The Star-Ledger

N.J. Insurance Rates Tap Brakes

The Star-Ledger — Thursday, November 13, 2008

Star-Ledger Staff

This is one time when being second is a good thing.

For only the fourth time since 1992, New Jersey is No. 2 on the list of most-expensive automobile insurance markets in the nation.

Garden State drivers paid an average premium of $1,152 a year in 2006, the most recent year analyzed by the National Association of Insurance Commissioners in a report made public last week. That's a dip of 2.8 percent compared with the previous year, and enough to drop New Jersey behind the District of Columbia, which has the highest average premium — $1,164.

"The auto insurance reforms the department put into place a few years ago have stimulated competition, brought down prices and continue to provide access to coverage for New Jersey drivers," said Paul Penna, spokesman for the N.J. Department of Banking and Insurance.

As it now turns out, New Jersey has been No. 2 for two years in a row.

Last year's NAIC report listed New Jersey as No. 1, just $2 per vehicle ahead of Washington, D.C. But those numbers changed in the new report.

"If you look, every year when they release this report, they go back and clean up the numbers for the previous year," said Brian Sullivan, editor of the insurance industry newsletter Risk Information. "They've re-stated 2005 for D.C. and New Jersey, and D.C. is higher. New Jersey has been number two for two years."

The report said 2006 was the second year in a row the average premium fell compared with the prior year; in 2005, the average New Jersey premium dropped to $1,185, from $1,221 in 2004.

New Jersey's average premium is 41 percent higher than the national average, but the two-year downward move here mirrors a national trend. The national average was $817 in 2006, $831 in 2005 and $842 in 2004.

Phyllis Salowe-Kaye, executive director of New Jersey Citizen Action, said working families and senior citizens who have to buy auto insurance probably haven't noticed much difference in their bills.

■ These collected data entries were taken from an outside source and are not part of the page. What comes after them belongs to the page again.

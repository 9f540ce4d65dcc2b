//! `waybill-client` — client for the order-tracking gateway.
//!
//! The pieces compose the way a UI consumes them: construct one [`Gateway`]
//! from a [`GatewayConfig`], hand it to a [`SessionStore`] (with a
//! [`vault::SessionVault`] for persistence across restarts), an
//! [`OrderStore`], and a [`UserStore`], then drive navigation through
//! `waybill_auth::evaluate` against the session.
//!
//! All stores are `&mut self` state machines driven by a single-threaded
//! async caller; no operation retries, times out, or cancels at this layer.

pub mod config;
pub mod gateway;
pub mod orders;
pub mod session;
pub mod telemetry;
pub mod users;
pub mod vault;

pub use config::GatewayConfig;
pub use gateway::{EvidencePhoto, Gateway, GatewayError, LoginResponse};
pub use orders::OrderStore;
pub use session::SessionStore;
pub use users::UserStore;
pub use vault::{FileVault, MemoryVault, PersistedSession, SessionVault};
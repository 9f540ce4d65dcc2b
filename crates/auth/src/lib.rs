//! `waybill-auth` — principal, session, and navigation access control.
//!
//! Everything here is pure: the guard is a deterministic function of the
//! current session and a route's declared policy. Token acquisition and
//! persistence live in `waybill-client`.

pub mod guard;
pub mod principal;
pub mod routes;
pub mod session;

pub use guard::{Access, RoutePolicy, evaluate};
pub use principal::Principal;
pub use routes::{DEFAULT_AUTHENTICATED_PATH, LOGIN_PATH, Route, find_route, routes};
pub use session::Session;

pub use waybill_core::Role;
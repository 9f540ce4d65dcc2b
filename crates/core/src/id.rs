//! Strongly-typed identifiers used across the domain.
//!
//! The gateway assigns numeric identifiers; the client never mints its own.
//! Newtypes keep an `OrderId` from being handed to a user endpoint.

use core::str::FromStr;

use serde::{Deserialize, Serialize};

use crate::error::DomainError;

/// Identifier of a delivery order.
#[derive(Debug, Copy, Clone, PartialEq, Eq, Hash, Serialize, Deserialize)]
#[serde(transparent)]
pub struct OrderId(i64);

/// Identifier of a directory user (also the actor identity on orders).
#[derive(Debug, Copy, Clone, PartialEq, Eq, Hash, Serialize, Deserialize)]
#[serde(transparent)]
pub struct UserId(i64);

macro_rules! impl_id_newtype {
    ($t:ty, $name:literal) => {
        impl $t {
            pub fn new(raw: i64) -> Self {
                Self(raw)
            }

            pub fn as_i64(&self) -> i64 {
                self.0
            }
        }

        impl core::fmt::Display for $t {
            fn fmt(&self, f: &mut core::fmt::Formatter<'_>) -> core::fmt::Result {
                core::fmt::Display::fmt(&self.0, f)
            }
        }

        impl From<i64> for $t {
            fn from(value: i64) -> Self {
                Self(value)
            }
        }

        impl From<$t> for i64 {
            fn from(value: $t) -> Self {
                value.0
            }
        }

        impl FromStr for $t {
            type Err = DomainError;

            fn from_str(s: &str) -> Result<Self, Self::Err> {
                let raw = s
                    .parse::<i64>()
                    .map_err(|e| DomainError::invalid_id(format!("{}: {}", $name, e)))?;
                Ok(Self(raw))
            }
        }
    };
}

impl_id_newtype!(OrderId, "OrderId");
impl_id_newtype!(UserId, "UserId");

#[cfg(test)]
mod tests {
    use super::*;

    #[test]
    fn order_id_round_trips_through_display_and_parse() {
        let id = OrderId::new(42);
        let parsed: OrderId = id.to_string().parse().unwrap();
        assert_eq!(parsed, id);
    }

    #[test]
    fn non_numeric_id_is_rejected() {
        let err = "abc".parse::<UserId>().unwrap_err();
        assert!(matches!(err, DomainError::InvalidId(_)));
    }

    #[test]
    fn ids_serialize_transparently() {
        let json = serde_json::to_string(&OrderId::new(7)).unwrap();
        assert_eq!(json, "7");
    }
}
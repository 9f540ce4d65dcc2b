//! Session store: login, restore, logout, and the "who am I" refresh.
//!
//! Owns the process-wide `Option<Session>`. Every successful login or
//! restore and every logout writes through the vault synchronously; those
//! are the only durable effects in the crate.

use std::sync::Arc;

use waybill_auth::{Principal, Session};
use waybill_core::Role;

use crate::gateway::Gateway;
use crate::vault::{PersistedSession, SessionVault};

pub struct SessionStore {
    gateway: Gateway,
    vault: Arc<dyn SessionVault>,
    session: Option<Session>,
    loading: bool,
    error: Option<String>,
}

impl SessionStore {
    pub fn new(gateway: Gateway, vault: Arc<dyn SessionVault>) -> Self {
        Self {
            gateway,
            vault,
            session: None,
            loading: false,
            error: None,
        }
    }

    /// Reinstall a previously persisted session, if any.
    ///
    /// The pair is adopted without revalidating against the gateway; a stale
    /// token surfaces on the first authenticated call (or an explicit
    /// [`SessionStore::refresh_principal`]). An empty vault is not an error.
    pub fn restore(&mut self) {
        let Some(saved) = self.vault.load() else {
            return;
        };
        tracing::debug!(username = %saved.principal.username, "restored persisted session");
        self.gateway.set_token(&saved.token);
        self.session = Some(Session::new(saved.token, saved.principal));
    }

    /// Authenticate against the gateway.
    ///
    /// On failure the previous session (if any) is left untouched and the
    /// gateway's message is recorded for the UI; nothing is thrown.
    pub async fn login(&mut self, username: &str, password: &str) -> bool {
        self.loading = true;
        self.error = None;

        let result = self.gateway.login(username, password).await;
        self.loading = false;

        match result {
            Ok(response) => {
                tracing::info!(username = %response.user.username, "login succeeded");
                self.gateway.set_token(&response.token);
                self.vault.save(&PersistedSession {
                    token: response.token.clone(),
                    principal: response.user.clone(),
                });
                self.session = Some(Session::new(response.token, response.user));
                true
            }
            Err(err) => {
                tracing::warn!(username, error = %err, "login failed");
                self.error = Some(err.to_string());
                false
            }
        }
    }

    /// Discard the session locally and durably. Never fails and makes no
    /// network call.
    pub fn logout(&mut self) {
        self.session = None;
        self.error = None;
        self.vault.clear();
        self.gateway.clear_token();
        tracing::debug!("session cleared");
    }

    /// Re-fetch the principal behind the current token, picking up
    /// server-side role changes. Any failure means the token is no longer
    /// trustworthy and tears the session down exactly like [`Self::logout`].
    pub async fn refresh_principal(&mut self) {
        if self.session.is_none() {
            return;
        }

        match self.gateway.current_principal().await {
            Ok(principal) => {
                if let Some(session) = &mut self.session {
                    self.vault.save(&PersistedSession {
                        token: session.token.clone(),
                        principal: principal.clone(),
                    });
                    session.principal = principal;
                }
            }
            Err(err) => {
                tracing::warn!(error = %err, "principal refresh failed; tearing session down");
                self.logout();
            }
        }
    }

    pub fn is_authenticated(&self) -> bool {
        self.session.is_some()
    }

    pub fn session(&self) -> Option<&Session> {
        self.session.as_ref()
    }

    pub fn principal(&self) -> Option<&Principal> {
        self.session.as_ref().map(|s| &s.principal)
    }

    pub fn role(&self) -> Option<Role> {
        self.session.as_ref().map(Session::role)
    }

    pub fn is_loading(&self) -> bool {
        self.loading
    }

    pub fn last_error(&self) -> Option<&str> {
        self.error.as_deref()
    }
}
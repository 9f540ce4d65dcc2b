//! Domain error model.

use thiserror::Error;

/// Result type used across the domain layer.
pub type DomainResult<T> = Result<T, DomainError>;

/// Domain-level error.
///
/// Keep this focused on deterministic failures (validation, decoding of
/// closed enumerations). Transport concerns belong to the client crate.
#[derive(Debug, Error, Clone, PartialEq, Eq)]
pub enum DomainError {
    /// A value failed validation (e.g. malformed input).
    #[error("validation failed: {0}")]
    Validation(String),

    /// An identifier was invalid (e.g. parse failure).
    #[error("invalid identifier: {0}")]
    InvalidId(String),

    /// The gateway sent a role outside the closed role set.
    #[error("unknown role: {0}")]
    UnknownRole(String),

    /// The gateway sent a status outside the order lifecycle.
    #[error("unknown order status: {0}")]
    UnknownStatus(String),
}

impl DomainError {
    pub fn validation(msg: impl Into<String>) -> Self {
        Self::Validation(msg.into())
    }

    pub fn invalid_id(msg: impl Into<String>) -> Self {
        Self::InvalidId(msg.into())
    }
}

"I don't know how being one or two makes a whole lot of difference to the people we see," she said. "They still see their rates very high. Given all other costs and everything else in economy, it's little solace to the people we talk to every day."

John Dyke, chairman of the New Jersey Auto Agents Alliance, noted the one market that is more expensive than New Jersey is "just a very urban city."

"We're still the No. 1 state," Dyke said. He said reforms enacted in 2003 have made insurance more available, but "on the negative side, we send about $1 billion out of state to insurance companies in other states."

Sullivan said New Jersey's improved performance is "a natural part of the increased competition and the lower cost claims because of regulatory changes." He said the report shows premiums going down in virtually every state, but New Jersey's decrease is larger than the national average.

Sullivan also tracked the numbers going back a full decade, and found New Jersey's average premium increased just 2.3 percent over that time.

"Only two states have seen their rates move more favorably than New Jersey," he said. "Only Colorado and Hawaii rose more slowly than New Jersey. This is all good news."

Not good enough, however, to negate the reality auto insurance in New Jersey will always be expensive.

Sullivan said New Jersey residents have, on average, higher incomes, nicer cars, more assets to protect, purchase higher levels of coverage and drive in the most densely populated state in the nation.

Before hitting No. 2 in 2005 and 2006, New Jersey had only twice before dropped out of first place: In 2000, after Gov. Christie Whitman ordered a 15 percent temporary reduction in rates and the District of Columbia grabbed the top spot, and in 1992, when Hawaii slipped ahead after Gov. Jim Florio enacted a rollback.

Patrick Breslin of N.J. Manufacturers Insurance said the NAIC's report does not factor in the effect of dividends insurers such as NJM pay to policyholders. NJM announced this week the payment of $61 million in special dividends.